--- THE PROBLEM ---
Provide the number of lines below containing the word "ExecutionSummary", without any other words.

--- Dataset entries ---
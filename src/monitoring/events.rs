//! Workflow Events
//!
//! Typed notifications for dashboards and automation layers, delivered over
//! a broadcast channel. Publishing never blocks and never fails the
//! workflow; slow subscribers simply lag.

use log::trace;
use serde::Serialize;
use tokio::sync::broadcast;

use crate::execution::registry::NodeResult;
use crate::workflow::state::ExecutionSummary;
use crate::workflow::OptimizationStrategy;

/// Something observable happened to a workflow.
#[derive(Debug, Clone, Serialize)]
#[serde(tag = "type", rename_all = "snake_case")]
pub enum WorkflowEvent {
    WorkflowQueued {
        workflow_id: String,
        name: String,
    },
    WorkflowStarted {
        workflow_id: String,
        name: String,
        total_nodes: usize,
    },
    OptimizationApplied {
        workflow_id: String,
        strategy: OptimizationStrategy,
        phases_before: usize,
        phases_after: usize,
    },
    PhaseStarted {
        workflow_id: String,
        phase: usize,
        node_ids: Vec<String>,
    },
    Progress {
        workflow_id: String,
        completed: usize,
        total: usize,
    },
    NodeCompleted {
        workflow_id: String,
        node_id: String,
        result: NodeResult,
    },
    NodeFailed {
        workflow_id: String,
        node_id: String,
        error: String,
    },
    NodeSkipped {
        workflow_id: String,
        node_id: String,
        reason: String,
    },
    WorkflowPaused {
        workflow_id: String,
    },
    WorkflowResumed {
        workflow_id: String,
    },
    WorkflowCompleted(ExecutionSummary),
    WorkflowFailed(ExecutionSummary),
    WorkflowCancelled(ExecutionSummary),
}

impl WorkflowEvent {
    /// ID of the workflow the event belongs to.
    pub fn workflow_id(&self) -> &str {
        match self {
            Self::WorkflowQueued { workflow_id, .. }
            | Self::WorkflowStarted { workflow_id, .. }
            | Self::OptimizationApplied { workflow_id, .. }
            | Self::PhaseStarted { workflow_id, .. }
            | Self::Progress { workflow_id, .. }
            | Self::NodeCompleted { workflow_id, .. }
            | Self::NodeFailed { workflow_id, .. }
            | Self::NodeSkipped { workflow_id, .. }
            | Self::WorkflowPaused { workflow_id }
            | Self::WorkflowResumed { workflow_id } => workflow_id,
            Self::WorkflowCompleted(summary)
            | Self::WorkflowFailed(summary)
            | Self::WorkflowCancelled(summary) => &summary.id,
        }
    }

    /// True for the final event of an execution.
    pub fn is_terminal(&self) -> bool {
        matches!(
            self,
            Self::WorkflowCompleted(_) | Self::WorkflowFailed(_) | Self::WorkflowCancelled(_)
        )
    }
}

/// Cloneable publishing handle.
#[derive(Debug, Clone)]
pub struct EventBus {
    sender: broadcast::Sender<WorkflowEvent>,
}

impl EventBus {
    pub fn new(capacity: usize) -> Self {
        let (sender, _) = broadcast::channel(capacity.max(1));
        Self { sender }
    }

    pub fn subscribe(&self) -> broadcast::Receiver<WorkflowEvent> {
        self.sender.subscribe()
    }

    pub fn publish(&self, event: WorkflowEvent) {
        if self.sender.send(event).is_err() {
            trace!("No event subscribers");
        }
    }

    pub fn subscriber_count(&self) -> usize {
        self.sender.receiver_count()
    }
}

--- ANSWER BELOW ---
4